Siempre me ha inquietado la facilidad que tienen algunas personas, de señalar con el dedo y etiquetar sin misericordia a sus semejantes con la condición de pecadores. Todos, en alguna medida, somos pecadores. Estamos cargados de miseria y tropezamos a menudo arrastrándonos por el fango de la debilidad. ¿Por qué condenamos con tanta facilidad? ¿Quién nos ha erigido jueces de conductas ajenas?
Los pecadores encontraron acogida incondicional en Jesús. Ni les rechazó y, por supuesto, que se acercó a ellos para liberarles de su debilidad y perdonarles todas sus culpas. Podemos afirmar sin temor, que tuvo especial cuidado en tratarlos con cariño, dándoles un sitio privilegiado en su reino.
Jesús conocía la verdad profunda del ser humano. Sabía muy bien la historia de cada uno. Y, desde luego, que estaba al tanto de los profundos motivos que había en el corazón. Para él, tenían muy poca importancia las apariencias. Fue suave con la Samaritana, compasivo con María Magdalena, amistoso con el ladrón que estaba a su izquierda en el Calvario, pero se mostró implacable con los sacerdotes, duro con los escribas y crítico con los fariseos.
Jesús rachaza el pecado, pero jamás al pecador.
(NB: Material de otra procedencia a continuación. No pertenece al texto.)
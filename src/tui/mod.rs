//! Terminal host: maps crossterm input to session events and draws the view

pub mod view;

use std::io::{self, Stdout};

use anyhow::{Context, Result};
use crossterm::{
    event::{
        DisableMouseCapture, EnableMouseCapture, Event, EventStream, KeyCode, KeyEvent,
        KeyEventKind, KeyModifiers, KeyboardEnhancementFlags, MouseButton, MouseEvent,
        MouseEventKind, PopKeyboardEnhancementFlags, PushKeyboardEnhancementFlags,
    },
    execute,
    terminal::{
        disable_raw_mode, enable_raw_mode, supports_keyboard_enhancement, EnterAlternateScreen,
        LeaveAlternateScreen,
    },
};
use futures::StreamExt;
use ratatui::{backend::CrosstermBackend, layout::Rect, Terminal};
use tracing::{error, info};

use crate::game::session::JOYSTICK_RADIUS;
use crate::game::{DriverHandle, InputMethod, SessionEvent};
use crate::input::{ArrowKey, KnobOffset};

use self::view::Regions;

/// Run the terminal UI until the user quits
pub async fn run(handle: DriverHandle) -> Result<()> {
    let mut stdout = io::stdout();
    enable_raw_mode().context("failed to enable raw mode")?;
    enter_screen(&mut stdout, disable_raw_mode)?;

    // Release events are only reported with the kitty keyboard protocol
    let key_release = supports_keyboard_enhancement().unwrap_or(false);
    if key_release {
        execute!(
            stdout,
            PushKeyboardEnhancementFlags(KeyboardEnhancementFlags::REPORT_EVENT_TYPES)
        )
        .context("failed to enable key release events")?;
    }
    info!(key_release, "Terminal host started");

    let backend = CrosstermBackend::new(stdout);
    let mut terminal = Terminal::new(backend).context("failed to build terminal backend")?;
    terminal.hide_cursor().ok();

    let result = event_loop(&mut terminal, &handle, key_release).await;

    terminal.show_cursor().ok();
    if key_release {
        if let Err(err) = execute!(terminal.backend_mut(), PopKeyboardEnhancementFlags) {
            error!(?err, "failed to restore keyboard flags");
        }
    }
    if let Err(err) = disable_raw_mode() {
        error!(?err, "failed to disable raw mode");
    }
    if let Err(err) = execute!(terminal.backend_mut(), DisableMouseCapture, LeaveAlternateScreen) {
        error!(?err, "failed to leave alternate screen");
    }

    handle.shutdown().await;
    result
}

/// Switch to the alternate screen, leaving raw mode again if that fails
fn enter_screen<W, F>(out: &mut W, leave_raw_mode: F) -> Result<()>
where
    W: io::Write,
    F: FnOnce() -> io::Result<()>,
{
    if let Err(err) = execute!(out, EnterAlternateScreen, EnableMouseCapture) {
        if let Err(restore) = leave_raw_mode() {
            error!(?restore, "failed to disable raw mode");
        }
        return Err(err).context("failed to enter alternate screen");
    }
    Ok(())
}

async fn event_loop(
    terminal: &mut Terminal<CrosstermBackend<Stdout>>,
    handle: &DriverHandle,
    key_release: bool,
) -> Result<()> {
    let mut view_rx = handle.view.clone();
    let mut reader = EventStream::new();
    let mut host = HostState::new(key_release);

    loop {
        {
            let view = view_rx.borrow_and_update().clone();
            terminal.draw(|frame| host.regions = view::draw(frame, &view, &host.name_input))?;
            host.name_modal_open = view.hud.name_modal.is_some();
            host.splash = view.hud.splash;
        }

        tokio::select! {
            changed = view_rx.changed() => {
                if changed.is_err() {
                    break;
                }
            }
            maybe_event = reader.next() => {
                let Some(event) = maybe_event else {
                    break;
                };
                let event = event.context("failed to read terminal event")?;
                match host.translate(event) {
                    HostAction::Quit => break,
                    HostAction::Send(events) => {
                        for event in events {
                            if !handle.send(event).await {
                                return Ok(());
                            }
                        }
                    }
                }
            }
        }
    }

    Ok(())
}

/// What a terminal event turns into
#[derive(Debug, PartialEq)]
enum HostAction {
    Send(Vec<SessionEvent>),
    Quit,
}

impl HostAction {
    fn one(event: SessionEvent) -> Self {
        HostAction::Send(vec![event])
    }

    fn none() -> Self {
        HostAction::Send(Vec::new())
    }
}

/// Host-side bits that are not game state
struct HostState {
    key_release: bool,
    regions: Regions,
    name_input: String,
    name_modal_open: bool,
    splash: bool,
    /// Mouse pressed inside the joystick; drags keep reporting until release
    pointer_captured: bool,
}

impl HostState {
    fn new(key_release: bool) -> Self {
        Self {
            key_release,
            regions: Regions::default(),
            name_input: String::new(),
            name_modal_open: false,
            splash: true,
            pointer_captured: false,
        }
    }

    fn translate(&mut self, event: Event) -> HostAction {
        match event {
            Event::Key(key) => self.translate_key(key),
            Event::Mouse(mouse) => self.translate_mouse(mouse),
            _ => HostAction::none(),
        }
    }

    fn translate_key(&mut self, key: KeyEvent) -> HostAction {
        if key.code == KeyCode::Char('c') && key.modifiers.contains(KeyModifiers::CONTROL) {
            return HostAction::Quit;
        }

        if let Some(arrow) = arrow_key(key.code) {
            if self.splash || self.name_modal_open {
                return HostAction::none();
            }
            return match key.kind {
                KeyEventKind::Press if self.key_release => {
                    HostAction::one(SessionEvent::KeyDown(arrow))
                }
                KeyEventKind::Press => HostAction::one(SessionEvent::KeyDownExclusive(arrow)),
                KeyEventKind::Release => HostAction::one(SessionEvent::KeyUp(arrow)),
                KeyEventKind::Repeat => HostAction::none(),
            };
        }

        if key.kind != KeyEventKind::Press {
            return HostAction::none();
        }

        if self.splash {
            return match key.code {
                KeyCode::Enter => HostAction::one(SessionEvent::Begin),
                KeyCode::Esc | KeyCode::Char('q') => HostAction::Quit,
                _ => HostAction::none(),
            };
        }

        if self.name_modal_open {
            return match key.code {
                KeyCode::Enter => HostAction::one(SessionEvent::SubmitName(self.name_input.clone())),
                KeyCode::Backspace => {
                    self.name_input.pop();
                    HostAction::one(SessionEvent::EditName(self.name_input.clone()))
                }
                KeyCode::Char(c) => {
                    self.name_input.push(c);
                    HostAction::one(SessionEvent::EditName(self.name_input.clone()))
                }
                KeyCode::Esc => HostAction::Quit,
                _ => HostAction::none(),
            };
        }

        match key.code {
            KeyCode::Esc | KeyCode::Char('q') => HostAction::Quit,
            KeyCode::Char('r') => HostAction::one(SessionEvent::Reset),
            KeyCode::Char('s') => HostAction::one(SessionEvent::SwitchRole),
            KeyCode::Char('k') => HostAction::one(SessionEvent::SelectInput(InputMethod::Keyboard)),
            KeyCode::Char('j') => HostAction::one(SessionEvent::SelectInput(InputMethod::Joystick)),
            _ => HostAction::none(),
        }
    }

    fn translate_mouse(&mut self, mouse: MouseEvent) -> HostAction {
        if self.splash || self.name_modal_open {
            return HostAction::none();
        }
        let area = self.regions.joystick;
        match mouse.kind {
            MouseEventKind::Down(MouseButton::Left) => {
                if !contains(area, mouse.column, mouse.row) {
                    return HostAction::none();
                }
                self.pointer_captured = true;
                HostAction::one(SessionEvent::PointerDown(pointer_offset(
                    area,
                    mouse.column,
                    mouse.row,
                )))
            }
            MouseEventKind::Drag(MouseButton::Left) if self.pointer_captured => HostAction::one(
                SessionEvent::PointerMove(pointer_offset(area, mouse.column, mouse.row)),
            ),
            MouseEventKind::Up(MouseButton::Left) if self.pointer_captured => {
                self.pointer_captured = false;
                HostAction::one(SessionEvent::PointerUp)
            }
            _ => HostAction::none(),
        }
    }
}

fn arrow_key(code: KeyCode) -> Option<ArrowKey> {
    match code {
        KeyCode::Up => Some(ArrowKey::Up),
        KeyCode::Down => Some(ArrowKey::Down),
        KeyCode::Left => Some(ArrowKey::Left),
        KeyCode::Right => Some(ArrowKey::Right),
        _ => None,
    }
}

fn contains(area: Rect, column: u16, row: u16) -> bool {
    column >= area.x && column < area.x + area.width && row >= area.y && row < area.y + area.height
}

/// Cell position → offset from the widget center in joystick units (y down)
fn pointer_offset(area: Rect, column: u16, row: u16) -> KnobOffset {
    let half_w = (area.width.max(1) as f64) / 2.0;
    let half_h = (area.height.max(1) as f64) / 2.0;
    let cx = area.x as f64 + half_w;
    let cy = area.y as f64 + half_h;
    // sample the middle of the cell
    let px = column as f64 + 0.5;
    let py = row as f64 + 0.5;
    KnobOffset {
        x: (px - cx) / half_w * JOYSTICK_RADIUS,
        y: (py - cy) / half_h * JOYSTICK_RADIUS,
    }
}

#[cfg(test)]
mod tests {
    use super::*;
    use crossterm::event::KeyEventState;

    fn key(code: KeyCode, kind: KeyEventKind) -> Event {
        Event::Key(KeyEvent {
            code,
            modifiers: KeyModifiers::NONE,
            kind,
            state: KeyEventState::NONE,
        })
    }

    fn mouse(kind: MouseEventKind, column: u16, row: u16) -> Event {
        Event::Mouse(MouseEvent {
            kind,
            column,
            row,
            modifiers: KeyModifiers::NONE,
        })
    }

    fn playing_host(key_release: bool) -> HostState {
        let mut host = HostState::new(key_release);
        host.splash = false;
        host.regions.joystick = Rect::new(10, 10, 20, 10);
        host
    }

    struct BrokenTerminal;

    impl io::Write for BrokenTerminal {
        fn write(&mut self, _: &[u8]) -> io::Result<usize> {
            Err(io::Error::new(io::ErrorKind::BrokenPipe, "closed"))
        }

        fn flush(&mut self) -> io::Result<()> {
            Err(io::Error::new(io::ErrorKind::BrokenPipe, "closed"))
        }
    }

    #[test]
    fn failed_screen_setup_leaves_raw_mode() {
        let mut left_raw = false;
        let result = enter_screen(&mut BrokenTerminal, || {
            left_raw = true;
            Ok(())
        });
        assert!(result.is_err());
        assert!(left_raw);

        let mut left_raw = false;
        let mut out = Vec::new();
        enter_screen(&mut out, || {
            left_raw = true;
            Ok(())
        })
        .unwrap();
        assert!(!left_raw);
        assert!(!out.is_empty());
    }

    #[test]
    fn splash_enter_begins() {
        let mut host = HostState::new(false);
        assert_eq!(
            host.translate(key(KeyCode::Enter, KeyEventKind::Press)),
            HostAction::one(SessionEvent::Begin)
        );
        assert_eq!(
            host.translate(key(KeyCode::Up, KeyEventKind::Press)),
            HostAction::none()
        );
    }

    #[test]
    fn arrows_respect_release_support() {
        let mut host = playing_host(true);
        assert!(matches!(
            host.translate(key(KeyCode::Left, KeyEventKind::Press)),
            HostAction::Send(ref v) if matches!(v[..], [SessionEvent::KeyDown(ArrowKey::Left)])
        ));
        assert!(matches!(
            host.translate(key(KeyCode::Left, KeyEventKind::Release)),
            HostAction::Send(ref v) if matches!(v[..], [SessionEvent::KeyUp(ArrowKey::Left)])
        ));

        let mut host = playing_host(false);
        assert!(matches!(
            host.translate(key(KeyCode::Up, KeyEventKind::Press)),
            HostAction::Send(ref v) if matches!(v[..], [SessionEvent::KeyDownExclusive(ArrowKey::Up)])
        ));
    }

    #[test]
    fn name_entry_edits_and_submits() {
        let mut host = playing_host(false);
        host.name_modal_open = true;
        host.translate(key(KeyCode::Char('a'), KeyEventKind::Press));
        host.translate(key(KeyCode::Char('b'), KeyEventKind::Press));
        host.translate(key(KeyCode::Backspace, KeyEventKind::Press));
        assert_eq!(host.name_input, "a");
        assert!(matches!(
            host.translate(key(KeyCode::Enter, KeyEventKind::Press)),
            HostAction::Send(ref v) if matches!(&v[..], [SessionEvent::SubmitName(name)] if name == "a")
        ));
        // 'q' is text while the modal is open
        assert_ne!(
            host.translate(key(KeyCode::Char('q'), KeyEventKind::Press)),
            HostAction::Quit
        );
    }

    #[test]
    fn mouse_outside_joystick_is_ignored() {
        let mut host = playing_host(false);
        assert_eq!(
            host.translate(mouse(MouseEventKind::Down(MouseButton::Left), 0, 0)),
            HostAction::none()
        );
        assert_eq!(
            host.translate(mouse(MouseEventKind::Drag(MouseButton::Left), 15, 15)),
            HostAction::none()
        );
    }

    #[test]
    fn drag_keeps_capture_outside_widget() {
        let mut host = playing_host(false);
        let down = host.translate(mouse(MouseEventKind::Down(MouseButton::Left), 20, 15));
        assert!(matches!(
            down,
            HostAction::Send(ref v) if matches!(v[..], [SessionEvent::PointerDown(_)])
        ));
        let drag = host.translate(mouse(MouseEventKind::Drag(MouseButton::Left), 80, 2));
        assert!(matches!(
            drag,
            HostAction::Send(ref v) if matches!(v[..], [SessionEvent::PointerMove(_)])
        ));
        assert!(matches!(
            host.translate(mouse(MouseEventKind::Up(MouseButton::Left), 80, 2)),
            HostAction::Send(ref v) if matches!(v[..], [SessionEvent::PointerUp])
        ));
    }

    #[test]
    fn pointer_offset_is_centered() {
        let area = Rect::new(0, 0, 20, 10);
        // cell 10,5 samples at 10.5,5.5, just right of and below center
        let offset = pointer_offset(area, 10, 5);
        assert!(offset.x > 0.0 && offset.y > 0.0);
        let offset = pointer_offset(area, 0, 0);
        assert!(offset.x < -40.0 && offset.y < -40.0);
    }
}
Entiende nuestra debilidad, pero se siente dolido con la perniciosa farsa de una religiosidad aparente o de una santidad amanerada que carece de pureza interior. Quien reconoce su pecado, y desea salir de él, para acercarse más a Dios, recibirá raudales de perdón y misericordia.
Vivimos tiempos de misericordia. Se han abierto de par en par las puertas de la reconciliación. Los rayos de la justicia divina se han transformado en bellos efluvios de bonanza provocados por el arco iris de la acogida y del amor misericordioso de nuestro buen Dios. Pasada la tempestad y atemperados los rigores del diluvio de la maldad, llegan tiempos de paz interior motivados por la presencia del Espíritu Santo en nuestras vidas.
La vertiente de un pastor solícito, cargando sobre sus hombros la oveja perdida, me sugiere la enorme responsabilidad de los servidores del reino que tienen que estar siempre dispuestos a acudir con presteza en busca de la oveja perdida. Demasiadas veces practicamos una religiosidad egoísta, centrándonos en nuestros personales intereses, y dejando de salir al encuentro de los que necesitan nuestra ayuda.
Es hora de espabilarnos y convertirnos en apóstoles, predicando, dando testimonio, brindado ayuda, curando, imponiendo las manos, intercediendo ante Dios por las personas que se nos han encomendado.